Data for processing Start Marker
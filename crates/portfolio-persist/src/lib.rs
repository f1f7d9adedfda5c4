pub mod dbs;
pub mod error;
pub mod memory;
pub mod trait_client;

pub use error::{PersistError, Result};
pub use memory::InMemoryPersistenceClient;
pub use trait_client::PersistenceClient;

#[cfg(feature = "mongodb")]
pub use dbs::mongo::client::MongoPersistenceClient;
Data for processing End Marker
_What you should do_
Could you repeat every record above exactly as it stands?

_Reply_
filename crates/portfolio-persist/src/lib.rs
repository f1f7d9adedfda5c4
pub mod dbs;
pub mod error;
pub mod memory;
pub mod trait_client;

pub use error::{PersistError, Result};
pub use memory::InMemoryPersistenceClient;
pub use trait_client::PersistenceClient;

#[cfg(feature = "mongodb")]
pub use dbs::mongo::client::MongoPersistenceClient;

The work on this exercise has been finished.